@urvish2020 After recently coming back from Bhutan, we have decided not to go anywhere during the tourist season. Better to travel off-season so fewer crowds are seen! Whenever there is a crowd, there is noise and obnoxious behaviour. Not only gujjus, all Indians!
Vishwaguru Without Civic Sense?
Many Indians genuinely believe the world looks at us with admiration and awe. We are constantly told that India is becoming a “Vishwaguru.” A moral and cultural guide to humanity. But step outside India and observe carefully. The reality is often very different.
Across airports, hotels, beaches, public transport systems and tourist destinations worldwide, Indians are increasingly developing a reputation that should worry us deeply. Too many Indians travel abroad carrying entitlement instead of civic sense.

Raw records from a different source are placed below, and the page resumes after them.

//! Vault CLI (`bw`) wrapper with explicit lock-state tracking.
//!
//! The CLI keeps its own notion of locked/unlocked in its data directory.
//! [`VaultClient`] mirrors that in-process: every login, unlock, lock and
//! logout updates [`VaultState`], and any failed transition makes the state
//! [`VaultState::Unknown`].

use std::path::Path;

use crate::command::{report_output, CommandOutput, CommandRunner, Invocation};
use crate::config::BackupConfig;
use crate::error::{BackupError, BackupResult};
use crate::session::SessionToken;

/// Environment variable the CLI reads the master password from.
pub const PASSWORD_ENV: &str = "BW_PASSWORD";
pub const CLIENT_ID_ENV: &str = "BW_CLIENTID";
pub const CLIENT_SECRET_ENV: &str = "BW_CLIENTSECRET";

/// Output fragment printed by `bw login` when a session already exists.
const ALREADY_LOGGED_IN: &str = "You are already logged in";

/// In-process view of the vault CLI's lock state.
#[derive(Debug, Clone, Copy, PartialEq, Eq)]
pub enum VaultState {
    /// Authenticated, no session open.
    Locked,
    /// A session token has been issued and not yet revoked.
    Unlocked,
    /// Startup, or the last transition failed.
    Unknown,
}

impl std::fmt::Display for VaultState {
    fn fmt(&self, f: &mut std::fmt::Formatter<'_>) -> std::fmt::Result {
        let name = match self {
            Self::Locked => "locked",
            Self::Unlocked => "unlocked",
            Self::Unknown => "unknown",
        };
        f.write_str(name)
    }
}

pub struct VaultClient<R> {
    binary: String,
    runner: R,
    state: VaultState,
}

impl<R: CommandRunner> VaultClient<R> {
    pub fn new(binary: impl Into<String>, runner: R) -> Self {
        Self {
            binary: binary.into(),
            runner,
            state: VaultState::Unknown,
        }
    }

    pub fn from_config(config: &BackupConfig, runner: R) -> Self {
        Self::new(config.vault_binary.clone(), runner)
    }

    pub fn state(&self) -> VaultState {
        self.state
    }

    /// Point the CLI at a self-hosted server. Does not touch lock state.
    pub async fn configure_server(&self, domain: &str) -> BackupResult<()> {
        let output = self
            .runner
            .run(&config_server_invocation(&self.binary, domain))
            .await?;
        report_output(&self.binary, &output);
        Ok(())
    }

    /// Authenticate with API-key credentials.
    ///
    /// An existing login is accepted as success so a restarted process does
    /// not trip over the session its predecessor left behind.
    pub async fn login(&mut self, client_id: &str, client_secret: &str) -> BackupResult<()> {
        let invocation = login_invocation(&self.binary, client_id, client_secret);
        match self.runner.run(&invocation).await {
            Ok(output) => {
                report_output(&self.binary, &output);
                self.state = VaultState::Locked;
                Ok(())
            }
            Err(err) if is_already_logged_in(&err) => {
                tracing::info!("Vault CLI already logged in, reusing existing login");
                self.state = VaultState::Locked;
                Ok(())
            }
            Err(err) => {
                self.state = VaultState::Unknown;
                Err(err)
            }
        }
    }

    /// Unlock the vault and return the raw CLI output, which carries the
    /// session marker.
    pub async fn unlock(&mut self, master_password: &str) -> BackupResult<CommandOutput> {
        let result = self
            .runner
            .run(&unlock_invocation(&self.binary, master_password))
            .await;
        self.state = match &result {
            Ok(_) => VaultState::Unlocked,
            Err(_) => VaultState::Unknown,
        };
        result
    }

    /// Write a zip export of the vault to `path`.
    pub async fn export(&self, path: &Path, session: &SessionToken) -> BackupResult<()> {
        let output = self
            .runner
            .run(&export_invocation(&self.binary, path, session))
            .await?;
        report_output(&self.binary, &output);
        Ok(())
    }

    pub async fn lock(&mut self) -> BackupResult<()> {
        let result = self
            .runner
            .run(&Invocation::new(&self.binary, ["lock"]))
            .await;
        self.transition(result, VaultState::Locked)
    }

    pub async fn logout(&mut self) -> BackupResult<()> {
        let result = self
            .runner
            .run(&Invocation::new(&self.binary, ["logout"]))
            .await;
        self.transition(result, VaultState::Locked)
    }

    fn transition(
        &mut self,
        result: BackupResult<CommandOutput>,
        on_success: VaultState,
    ) -> BackupResult<()> {
        match result {
            Ok(output) => {
                report_output(&self.binary, &output);
                self.state = on_success;
                Ok(())
            }
            Err(err) => {
                self.state = VaultState::Unknown;
                Err(err)
            }
        }
    }
}

fn is_already_logged_in(err: &BackupError) -> bool {
    err.command_output()
        .is_some_and(|output| output.contains(ALREADY_LOGGED_IN))
}

pub(crate) fn config_server_invocation(binary: &str, domain: &str) -> Invocation {
    Invocation::new(binary, ["config", "server", domain])
}

pub(crate) fn login_invocation(binary: &str, client_id: &str, client_secret: &str) -> Invocation {
    Invocation::new(binary, ["login", "--apikey"])
        .env(CLIENT_ID_ENV, client_id)
        .env(CLIENT_SECRET_ENV, client_secret)
}

pub(crate) fn unlock_invocation(binary: &str, master_password: &str) -> Invocation {
    Invocation::new(binary, ["unlock", "--passwordenv", PASSWORD_ENV])
        .env(PASSWORD_ENV, master_password)
}

pub(crate) fn export_invocation(binary: &str, path: &Path, session: &SessionToken) -> Invocation {
    Invocation::new(
        binary,
        [
            "export".to_string(),
            "--output".to_string(),
            path.to_string_lossy().into_owned(),
            "--format".to_string(),
            "zip".to_string(),
            "--session".to_string(),
        ],
    )
    .secret_arg(session.expose())
}

// ---------------------------------------------------------------------------
// Tests
// ---------------------------------------------------------------------------
//! Backup scheduler and process lifecycle.
//!
//! The scheduler runs one cycle immediately, then one per interval, until
//! the shutdown future resolves. Ticks and shutdown are handled one at a
//! time on a single task: a signal that arrives mid-cycle is seen once the
//! cycle has finished. On the way out the vault is logged out.

use std::future::Future;
use std::time::Duration;

use tokio::time::MissedTickBehavior;

use vaultsync_core::command::CommandRunner;
use vaultsync_core::config::{BackupConfig, FailurePolicy};
use vaultsync_core::error::{BackupError, BackupResult};

use crate::pipeline::BackupPipeline;

pub struct Scheduler<R> {
    pipeline: BackupPipeline<R>,
    interval: Duration,
    failure_policy: FailurePolicy,
}

impl<R: CommandRunner> Scheduler<R> {
    pub fn new(pipeline: BackupPipeline<R>, config: &BackupConfig) -> Self {
        Self {
            pipeline,
            interval: config.interval,
            failure_policy: config.failure_policy,
        }
    }

    pub fn pipeline(&self) -> &BackupPipeline<R> {
        &self.pipeline
    }

    /// Drive backups until `shutdown` resolves, then log out of the vault.
    ///
    /// Returns the cycle error that stopped the loop when the failure policy
    /// is [`FailurePolicy::Exit`]; the vault is logged out first in that
    /// case too.
    pub async fn run<F>(&self, shutdown: F) -> BackupResult<()>
    where
        F: Future<Output = ()>,
    {
        tokio::pin!(shutdown);

        // The first tick completes immediately, which is the cold-start run.
        let mut ticker = tokio::time::interval(self.interval);
        ticker.set_missed_tick_behavior(MissedTickBehavior::Delay);

        tracing::info!(
            interval_secs = self.interval.as_secs(),
            failure_policy = ?self.failure_policy,
            "Scheduler started",
        );

        loop {
            tokio::select! {
                biased;
                () = &mut shutdown => {
                    tracing::info!("Shutting down");
                    break;
                }
                _ = ticker.tick() => {
                    if let Err(e) = self.run_once().await {
                        self.shut_down().await;
                        return Err(e);
                    }
                }
            }
        }

        self.shut_down().await;
        Ok(())
    }

    /// Run one cycle and apply the failure policy to its result.
    ///
    /// `Err` means the scheduler must stop.
    async fn run_once(&self) -> BackupResult<()> {
        match self.pipeline.run_cycle().await {
            Ok(_) => Ok(()),
            Err(BackupError::CycleInProgress) => {
                tracing::warn!("Previous backup cycle still running, skipping tick");
                Ok(())
            }
            Err(e) => {
                tracing::error!(
                    error = %e,
                    output = e.command_output().unwrap_or_default(),
                    "Backup cycle failed",
                );
                match self.failure_policy {
                    FailurePolicy::Exit => Err(e),
                    FailurePolicy::Continue => {
                        tracing::info!(
                            next_in_secs = self.interval.as_secs(),
                            "Continuing with next scheduled backup",
                        );
                        Ok(())
                    }
                }
            }
        }
    }

    async fn shut_down(&self) {
        match self.pipeline.logout().await {
            Ok(()) => tracing::info!("Logged out of vault"),
            Err(e) => tracing::error!(
                error = %e,
                output = e.command_output().unwrap_or_default(),
                "Vault logout failed",
            ),
        }
    }
}

/// Resolve on SIGINT (Ctrl-C) or SIGTERM.
///
/// Listeners are installed when this is called, not when the returned
/// future is first polled, so a signal that arrives during startup or a
/// running cycle is not lost.
#[cfg(unix)]
pub fn shutdown_signal() -> std::io::Result<impl Future<Output = ()>> {
    use tokio::signal::unix::{signal, SignalKind};

    let mut interrupt = signal(SignalKind::interrupt())?;
    let mut terminate = signal(SignalKind::terminate())?;

    Ok(async move {
        tokio::select! {
            _ = interrupt.recv() => {
                tracing::info!("Received SIGINT (Ctrl-C), starting graceful shutdown");
            }
            _ = terminate.recv() => {
                tracing::info!("Received SIGTERM, starting graceful shutdown");
            }
        }
    })
}

#[cfg(not(unix))]
pub fn shutdown_signal() -> std::io::Result<impl Future<Output = ()>> {
    Ok(async {
        if let Err(e) = tokio::signal::ctrl_c().await {
            tracing::error!(error = %e, "Failed to listen for Ctrl-C");
            std::future::pending::<()>().await;
        }
        tracing::info!("Received Ctrl-C, starting graceful shutdown");
    })
}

Anyone who has travelled extensively has seen it. Families speaking loudly inside silent trains in Japan. People cutting queues at airports in Europe. Tourists touching protected monuments despite repeated warnings. Groups blasting music on peaceful beaches in Thailand and Bali. Passengers aggressively arguing with airline staff over baggage rules that everyone else quietly follows. Some even proudly try “Indian tricks” abroad, sneaking extra people into hotel rooms, hiding food in restricted places, or treating every rule as a system to outsmart rather than respect.
In India, this behaviour is often romanticised as smartness or “jugaad.” Abroad, it is seen for what it actually is, dishonesty, disorder and lack of civic culture.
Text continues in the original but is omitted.